Gotta break that down...so you get to live there from the last week of August until a few days before Christmas. That's 17 weeks. That comes out to about...$738 a month.
That’s to split a 189 square foot room with another person, with communal toilets and showers down the hall. They kick you out over Christmas and shortly after finals in May. And it’s not like the summer is all losses—they use some dorms for summer housing and rent some out for sports camps and things like that.
But that's not all! You are also required to buy a meal plan, which costs, at a minimum, $2,040 per semester. I remember at one point doing the math and noticing that, per meal, it would have been cheaper to just get Chipotle for every meal. Living on your own and making meal decisions for a whole week or whatever at a time, your costs can and almost certainly will be significantly lower.
Spending a few minutes looking up rents at some of the privately-owned student apartment buildings I can think of off the top of my head, it’s not hard to find units with way nicer stuff where you’d pay less than you would in the dorms. Even without counting the meal plan math.

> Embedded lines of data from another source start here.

//! Huobi market ticker stream
//!
//! Every server frame is gzip-compressed JSON sent as a binary message.
//!
//! Subscribe (one request per symbol):
//! ```json
//! {"sub":"market.btcusdt.ticker","id":1}
//! ```
//!
//! Tick:
//! ```json
//! {"ch":"market.btcusdt.ticker","ts":1630982370526,"tick":{"open":51732,"close":52735.63,"lastPrice":52735.63}}
//! ```
//!
//! Heartbeat: server sends `{"ping":1492420473027}`, client must echo
//! `{"pong":1492420473027}`.

use super::{Inbound, KeepAlive, MessageSeq, ProtocolAdapter};
use crate::domain::{Exchange, Ticker};
use crate::error::ProtocolError;
use flate2::read::GzDecoder;
use hypersockets::WsMessage;
use serde::{Deserialize, Serialize};
use serde_json::{json, Value};
use std::io::Read;
use tracing::{debug, warn};

const TOPIC_PREFIX: &str = "market.";
const TOPIC_SUFFIX: &str = ".ticker";

#[derive(Debug, Serialize)]
struct HuobiSub {
    sub: String,
    id: u64,
}

#[derive(Debug, Serialize)]
struct HuobiUnsub {
    unsub: String,
    id: u64,
}

#[derive(Debug, Deserialize)]
struct HuobiTick {
    ch: String,
    ts: i64,
    tick: HuobiTickBody,
}

#[derive(Debug, Deserialize)]
struct HuobiTickBody {
    #[serde(rename = "lastPrice")]
    last_price: f64,
}

pub struct HuobiAdapter {
    url: String,
    seq: MessageSeq,
}

impl HuobiAdapter {
    pub fn new(url: impl Into<String>) -> Self {
        Self {
            url: url.into(),
            seq: MessageSeq::new(),
        }
    }

    fn topic(symbol: &str) -> String {
        format!("{}{}{}", TOPIC_PREFIX, symbol, TOPIC_SUFFIX)
    }

    /// Symbol out of `market.<symbol>.ticker`
    fn symbol_of(channel: &str) -> Option<&str> {
        channel
            .strip_prefix(TOPIC_PREFIX)?
            .strip_suffix(TOPIC_SUFFIX)
            .filter(|s| !s.is_empty())
    }

    fn unzip(bytes: &[u8]) -> Result<String, ProtocolError> {
        let mut text = String::new();
        GzDecoder::new(bytes).read_to_string(&mut text)?;
        Ok(text)
    }
}

impl ProtocolAdapter for HuobiAdapter {
    fn exchange(&self) -> Exchange {
        Exchange::Huobi
    }

    fn url(&self) -> &str {
        &self.url
    }

    fn normalize_symbol(&self, symbol: &str) -> String {
        symbol.to_lowercase()
    }

    fn encode_subscribe(&self, symbols: &[String]) -> Vec<WsMessage> {
        symbols
            .iter()
            .filter_map(|symbol| {
                let request = HuobiSub {
                    sub: Self::topic(symbol),
                    id: self.seq.next(),
                };
                match serde_json::to_string(&request) {
                    Ok(text) => Some(WsMessage::Text(text)),
                    Err(e) => {
                        warn!("[Huobi WS] Failed to encode sub for {}: {}", symbol, e);
                        None
                    }
                }
            })
            .collect()
    }

    fn encode_unsubscribe(&self, symbols: &[String]) -> Vec<WsMessage> {
        symbols
            .iter()
            .filter_map(|symbol| {
                let request = HuobiUnsub {
                    unsub: Self::topic(symbol),
                    id: self.seq.next(),
                };
                match serde_json::to_string(&request) {
                    Ok(text) => Some(WsMessage::Text(text)),
                    Err(e) => {
                        warn!("[Huobi WS] Failed to encode unsub for {}: {}", symbol, e);
                        None
                    }
                }
            })
            .collect()
    }

    fn decode(&self, frame: &WsMessage) -> Result<Option<Inbound>, ProtocolError> {
        let text = match frame {
            WsMessage::Binary(bytes) => Self::unzip(bytes)?,
            WsMessage::Text(text) => text.clone(),
        };

        let value: Value = serde_json::from_str(&text)?;

        if let Some(nonce) = value.get("ping") {
            let pong = json!({ "pong": nonce });
            return Ok(Some(Inbound::KeepAliveRequest(WsMessage::Text(pong.to_string()))));
        }

        if value.get("status").and_then(Value::as_str) == Some("error") {
            warn!(
                "[Huobi WS] Request rejected: {} {}",
                value.get("err-code").unwrap_or(&serde_json::Value::Null),
                value.get("err-msg").unwrap_or(&serde_json::Value::Null)
            );
            return Ok(None);
        }

        if let Some(subbed) = value.get("subbed").and_then(Value::as_str) {
            debug!("[Huobi WS] Subscribed to {}", subbed);
            return Ok(None);
        }

        let is_ticker = value
            .get("ch")
            .and_then(Value::as_str)
            .and_then(Self::symbol_of)
            .is_some();
        if !is_ticker {
            return Ok(None);
        }

        if value.get("tick").is_none() {
            return Err(ProtocolError::MissingField("tick"));
        }

        let tick: HuobiTick = serde_json::from_value(value)?;
        let symbol = Self::symbol_of(&tick.ch)
            .ok_or(ProtocolError::MissingField("ch"))?
            .to_string();

        Ok(Some(Inbound::Ticker(Ticker::new(tick.ts, symbol, tick.tick.last_price))))
    }

    fn keep_alive(&self) -> KeepAlive {
        KeepAlive::Passive
    }
}

#[cfg(test)]
mod tests {
    use super::*;
    use flate2::write::GzEncoder;
    use flate2::Compression;
    use std::io::Write;

    fn gzip(text: &str) -> WsMessage {
        let mut encoder = GzEncoder::new(Vec::new(), Compression::default());
        encoder.write_all(text.as_bytes()).unwrap();
        WsMessage::Binary(encoder.finish().unwrap())
    }

    fn adapter() -> HuobiAdapter {
        HuobiAdapter::new("wss://api.huobi.pro/ws")
    }

    #[test]
    fn test_subscribe_is_one_frame_per_symbol() {
        let frames = adapter().encode_subscribe(&["btcusdt".to_string(), "ethusdt".to_string()]);
        assert_eq!(
            frames,
            vec![
                WsMessage::text(r#"{"sub":"market.btcusdt.ticker","id":1}"#),
                WsMessage::text(r#"{"sub":"market.ethusdt.ticker","id":2}"#),
            ]
        );
    }

    #[test]
    fn test_unsubscribe_encoding() {
        let frames = adapter().encode_unsubscribe(&["btcusdt".to_string()]);
        assert_eq!(frames, vec![WsMessage::text(r#"{"unsub":"market.btcusdt.ticker","id":1}"#)]);
        assert!(adapter().encode_unsubscribe(&[]).is_empty());
    }

    #[test]
    fn test_decode_gzip_tick() {
        let frame = gzip(
            r#"{"ch":"market.btcusdt.ticker","ts":1630982370526,"tick":{"open":51732,"high":52785.64,"low":51000,"close":52735.63,"amount":13259.24,"lastPrice":52735.63,"lastSize":0.00138}}"#,
        );
        assert_eq!(
            adapter().decode(&frame).unwrap(),
            Some(Inbound::Ticker(Ticker::new(1_630_982_370_526, "btcusdt", 52735.63)))
        );
    }

    #[test]
    fn test_decode_ping_echoes_nonce() {
        let frame = gzip(r#"{"ping":1492420473027}"#);
        assert_eq!(
            adapter().decode(&frame).unwrap(),
            Some(Inbound::KeepAliveRequest(WsMessage::text(r#"{"pong":1492420473027}"#)))
        );
    }

    #[test]
    fn test_decode_control_frames() {
        let huobi = adapter();
        assert_eq!(
            huobi
                .decode(&gzip(r#"{"id":"1","status":"ok","subbed":"market.btcusdt.ticker","ts":1}"#))
                .unwrap(),
            None
        );
        assert_eq!(
            huobi
                .decode(&gzip(r#"{"status":"error","err-code":"bad-request","err-msg":"invalid topic","ts":1}"#))
                .unwrap(),
            None
        );
        assert_eq!(huobi.decode(&gzip(r#"{"status":"error","ts":1}"#)).unwrap(), None);
        assert_eq!(
            huobi
                .decode(&gzip(r#"{"ch":"market.btcusdt.kline.1min","ts":1,"tick":{"close":1}}"#))
                .unwrap(),
            None
        );
    }

    #[test]
    fn test_decode_plain_text_frames() {
        assert_eq!(
            adapter().decode(&WsMessage::text(r#"{"ping":7}"#)).unwrap(),
            Some(Inbound::KeepAliveRequest(WsMessage::text(r#"{"pong":7}"#)))
        );
    }

    #[test]
    fn test_decode_corrupt_gzip() {
        assert!(matches!(
            adapter().decode(&WsMessage::Binary(vec![0x1f, 0x8b, 0x00])),
            Err(ProtocolError::Gzip(_))
        ));
    }

    #[test]
    fn test_symbols_are_normalized_to_lowercase() {
        assert_eq!(adapter().normalize_symbol("BTCUSDT"), "btcusdt");
    }
}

Technically, this is bad? The U should not be running the dorms with the intention of making money off of them. I don’t know if that’s what’s going on. How much does it cost to run stacks of cinderblocks? You can fit four bros into a two bedroom, two bathroom unit in that apartment building with the lazy river off 394 and Brayden, Brendon, Brandon, and Bristan could each pay as little as $536 a month.
To be clear, I liked living in the dorms. You mix a bunch of random people with different life experiences together and that’s good. And cleaning your own microwave is a good steppingstone to cleaning an actual kitchen.
But if we’re concerned about housing and college costs, figuring out how to charge undergrads less than $10,000 a year to split 189 square feet might be low-hanging fruit. The U doesn’t pay property taxes and builds on land it already owns. At a minimum, living on campus should cost less than the building with the lazy river.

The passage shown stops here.